Não tem como parar a inegável atração do seu olhar, meus membros se
projetando na direção dele, não tem como parar o feitiço que me ata a ele.
O corpo dele é como um imã que procura somente por mim, fechando o
pequeno espaço entre nós em menos de um segundo e agora com os nossos
joelhos pressionados levemente juntos, nossas testas niveladas. Eu estou sem
defesas, impotente incapaz de conter esse insuportável desejo por ele. Ele é tudo o
que eu consigo ver, é tudo o que eu necessito.
Todo meu mundo reduzido ao espaço entre seus olhos e os meus. Seus
lábios convidativos a apenas na largura de uma lâmina de distancia, enquanto
esse atrevido, estranho, pulso estrangeiro me encoraja a ir em frente e nos unir como apenas um.
Meus lábios se empurram a frente na direção dos lábios dele, se movendo
cada vez mais perto. Quando de algum lugar profundo que eu não consigo
alcançar exatamente, a memória de Damen, seu cheiro, sua imagem treme por
dentro, nada além de um breve flash de luz no meio dessa escuridão, mas ainda
sim o suficiente pra me lembrar de quem eu sou, o que eu sou e a razão pela qual
eu estou aqui. Apenas o suficiente pra me libertar desse cenário de pesadelo
horrível e gritar — NÃO!—
Eu salto pra trás me removendo dele... disso, movendo tão rápido e
violentamente que a rede a meu redor entra em colapso, enquanto as velas se
extinguem e Roman se dissolve da minha vista. O único sinal do que acabou de
acontecer é meu coração batendo, roupão manchado de sangue e as palavras
reverberando na minha garganta.
Não, não, não, Deus, por favor, não!
— Ever?
Eu olho ao redor do closet, meus dedos freneticamente apertando meu
roupão de seda agora manchado de sangue além de reparo, esperando que ela
apenas vá embora, me dê algum espaço, ou pelo menos tempo suficiente pra
descobrir isso.
— Ever, você está bem ai? O jantar está quase pronto, é melhor você descer?
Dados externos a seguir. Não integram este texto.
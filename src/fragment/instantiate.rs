use crate::fragment::ids::{IdAllocator, IdentifierNamespaceExhausted};
use crate::fragment::template::{FragmentNode, FragmentTemplate, Segment, TemplateText};
use crate::registry::Registry;
use crate::token::{TokenResolver, UnresolvedToken};
use crate::tree::{Attribute, DocumentTree, Element, NodeId, TreeError, XmlDeclaration};
use std::collections::HashMap;
use thiserror::Error;
use tracing::trace;

#[derive(Error, Debug, Clone, PartialEq, Eq)]
pub enum InstantiateError {
    #[error(transparent)]
    UnresolvedToken(#[from] UnresolvedToken),

    #[error(transparent)]
    Exhausted(#[from] IdentifierNamespaceExhausted),

    #[error("fragment '{fragment}' uses undeclared identifier namespace '{namespace}'")]
    UnknownIdentifierNamespace { fragment: String, namespace: String },

    #[error(transparent)]
    Tree(#[from] TreeError),
}

/// A detached subtree produced from a fragment.
#[derive(Debug, Clone, PartialEq, Eq)]
pub struct Instantiation {
    pub root: NodeId,
    /// `(namespace, label)` → allocated identifier.
    pub identifiers: HashMap<(String, String), String>,
}

struct Bindings {
    tokens: HashMap<String, String>,
    identifiers: HashMap<(String, String), String>,
}

impl Bindings {
    fn render(&self, text: &TemplateText) -> String {
        let mut out = String::new();
        for segment in text.segments() {
            match segment {
                Segment::Literal(literal) => out.push_str(literal),
                Segment::Token(name) => {
                    if let Some(value) = self.tokens.get(name) {
                        out.push_str(value);
                    }
                }
                Segment::Identifier { namespace, label } => {
                    if let Some(value) = self
                        .identifiers
                        .get(&(namespace.clone(), label.clone()))
                    {
                        out.push_str(value);
                    }
                }
            }
        }
        out
    }
}

/// Materialise `template` as a detached subtree of `tree`.
///
/// Every token is resolved before any identifier is allocated, and nothing is
/// attached; the caller decides where the subtree goes. Repeated labels within
/// one instantiation share one identifier.
pub fn instantiate(
    template: &FragmentTemplate,
    tokens: &dyn TokenResolver,
    tree: &mut DocumentTree,
    ids: &mut IdAllocator,
    registry: &Registry,
) -> Result<Instantiation, InstantiateError> {
    let mut resolved = HashMap::new();
    for token in template.tokens() {
        let value = tokens.resolve(token).ok_or_else(|| UnresolvedToken {
            token: token.to_string(),
        })?;
        resolved.insert(token.to_string(), value);
    }

    let mut identifiers = HashMap::new();
    for (namespace, label) in template.identifier_placeholders() {
        let definition = registry.identifier_namespace(namespace).ok_or_else(|| {
            InstantiateError::UnknownIdentifierNamespace {
                fragment: template.name().to_string(),
                namespace: namespace.to_string(),
            }
        })?;
        let value = ids.allocate(definition, tree)?;
        trace!(fragment = template.name(), namespace, label, %value, "allocated identifier");
        identifiers.insert((namespace.to_string(), label.to_string()), value);
    }

    let bindings = Bindings {
        tokens: resolved,
        identifiers,
    };
    let root = build(template.root(), &bindings, tree)?;
    Ok(Instantiation {
        root,
        identifiers: bindings.identifiers,
    })
}

/// Instantiate `template` as the root element of a new part.
pub fn instantiate_document(
    template: &FragmentTemplate,
    tokens: &dyn TokenResolver,
    registry: &Registry,
) -> Result<DocumentTree, InstantiateError> {
    let mut tree = DocumentTree::new();
    tree.set_declaration(Some(XmlDeclaration {
        version: "1.0".to_string(),
        encoding: Some("UTF-8".to_string()),
        standalone: Some("yes".to_string()),
    }));
    let mut ids = IdAllocator::new();
    let instance = instantiate(template, tokens, &mut tree, &mut ids, registry)?;
    let document = tree.document();
    tree.append_child(document, instance.root)?;
    Ok(tree)
}

fn build(
    node: &FragmentNode,
    bindings: &Bindings,
    tree: &mut DocumentTree,
) -> Result<NodeId, TreeError> {
    let mut element = Element::new(node.name.clone());
    for (name, text) in &node.attributes {
        element.attributes.push(Attribute {
            name: name.clone(),
            value: bindings.render(text),
        });
    }
    let id = tree.create_element(element);
    if let Some(text) = &node.text {
        let text = tree.create_text(bindings.render(text));
        tree.append_child(id, text)?;
    }
    for child in &node.children {
        let child = build(child, bindings, tree)?;
        tree.append_child(id, child)?;
    }
    Ok(id)
}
— Okay, eu vou...— Eu fecho meus olhos, rapidamente banindo meu
roupão e manifestando um vestido azul simples no lugar, sem ter idéia do que
vou fazer agora, e pra onde ir agora. Apesar de que uma coisa é clara, eu não
posso contar isso pra Romy e Rayne, elas já testemunharam minha última
tentativa falha, e eu nunca vou escapar dessa, além do mais, elas são muito
próximas a Damen e eles nunca vão me perdoar.
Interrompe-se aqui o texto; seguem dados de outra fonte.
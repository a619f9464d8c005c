//! Fragment templates and their instantiation into a live tree.

pub mod ids;
pub mod instantiate;
pub mod template;

pub use ids::{IdAllocator, IdentifierNamespace, IdentifierNamespaceExhausted};
pub use instantiate::{instantiate, instantiate_document, InstantiateError, Instantiation};
pub use template::{FragmentNode, FragmentTemplate, PlaceholderError, Segment, TemplateText};

#[cfg(test)]
mod tests {
    use super::*;
    use crate::registry::{load_from_str, Registry};
    use crate::token::{NoTokens, TokenSet, UnresolvedToken};
    use crate::tree::{parse_str, to_xml_string, DocumentTree};

    const REGISTRY: &str = r##"
[namespaces]
p = "urn:p"
r = "urn:r"

[elements]
spTree = "p:spTree"
sp = "p:sp"
cNvPr = "p:cNvPr"
link = "p:link"

[attributes]
id = "id"
name = "name"
rid = "r:id"

[identifiers]
shape = { attributes = ["id"] }
rel = { attributes = ["rid"], prefix = "rId" }

[fragments.linkedShape]
element = "sp"
children = [
    { element = "cNvPr", attrs = { id = "#{shape:main}", name = "{{label}}" } },
    { element = "link", attrs = { id = "#{shape:main}", rid = "#{rel:target}" } },
]
"##;

    fn registry() -> Registry {
        load_from_str(REGISTRY).unwrap()
    }

    fn tokens() -> TokenSet {
        let mut tokens = TokenSet::new();
        tokens.insert("label", "Logo");
        tokens
    }

    #[test]
    fn repeated_labels_share_one_identifier() {
        let registry = registry();
        let mut tree =
            parse_str(r#"<p:spTree xmlns:p="urn:p" xmlns:r="urn:r"><p:sp id="7" r:id="rId2"/></p:spTree>"#)
                .unwrap();
        let mut ids = IdAllocator::new();
        let template = registry.fragment("linkedShape").unwrap();

        let instance = instantiate(template, &tokens(), &mut tree, &mut ids, &registry).unwrap();
        assert_eq!(instance.identifiers[&("shape".to_string(), "main".to_string())], "8");
        assert_eq!(instance.identifiers[&("rel".to_string(), "target".to_string())], "rId3");

        let children = tree.children(instance.root).to_vec();
        let c_nv_pr = tree.element(children[0]).unwrap();
        let link = tree.element(children[1]).unwrap();
        assert_eq!(c_nv_pr.attribute("id", None), Some("8"));
        assert_eq!(link.attribute("id", None), Some("8"));
        assert_eq!(c_nv_pr.attribute("name", None), Some("Logo"));
        assert_eq!(link.attribute("id", Some("urn:r")), Some("rId3"));
        assert!(!tree.is_attached(instance.root));
    }

    #[test]
    fn instantiations_never_collide() {
        let registry = registry();
        let mut tree = parse_str(r#"<p:spTree xmlns:p="urn:p"/>"#).unwrap();
        let root = tree.root_element().unwrap();
        let mut ids = IdAllocator::new();
        let template = registry.fragment("linkedShape").unwrap();

        let first = instantiate(template, &tokens(), &mut tree, &mut ids, &registry).unwrap();
        tree.append_child(root, first.root).unwrap();
        let second = instantiate(template, &tokens(), &mut tree, &mut ids, &registry).unwrap();
        tree.append_child(root, second.root).unwrap();

        let key = ("shape".to_string(), "main".to_string());
        assert_ne!(first.identifiers[&key], second.identifiers[&key]);
    }

    #[test]
    fn unresolved_token_allocates_nothing() {
        let registry = registry();
        let mut tree = DocumentTree::new();
        let mut ids = IdAllocator::new();
        let template = registry.fragment("linkedShape").unwrap();

        let err = instantiate(template, &NoTokens, &mut tree, &mut ids, &registry).unwrap_err();
        assert_eq!(
            err,
            InstantiateError::UnresolvedToken(UnresolvedToken {
                token: "label".to_string()
            })
        );
        assert_eq!(ids.current("shape"), None);
    }

    #[test]
    fn document_instantiation_declares_namespaces() {
        let registry = registry();
        let template = registry.fragment("linkedShape").unwrap();
        let tree = instantiate_document(template, &tokens(), &registry).unwrap();
        let xml = to_xml_string(&tree);
        assert!(xml.starts_with("<?xml"));
        assert!(xml.contains(r#"xmlns:p="urn:p""#));
        assert!(xml.contains(r#"r:id="rId1""#));
    }
}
— Eu vou estar lá em um segundo, realmente!— eu digo sentindo a energia
dela do outro lado da porta, debatendo consigo mesma se ela entra ou não.
— Cinco minutos!— ela avisa voz resignada. — Então eu vou entrar pra te
pegar pessoalmente!
Eu fecho meus olhos e sacudo minha cabeça enfiando meus pés em um
chinelo enquanto penteio meus cabelos com a mão, cuidando pra me assegurar
que tudo parece limpo e puro superficialmente, porque por dentro eu não tenho
dúvida que as coisas se saíram pior.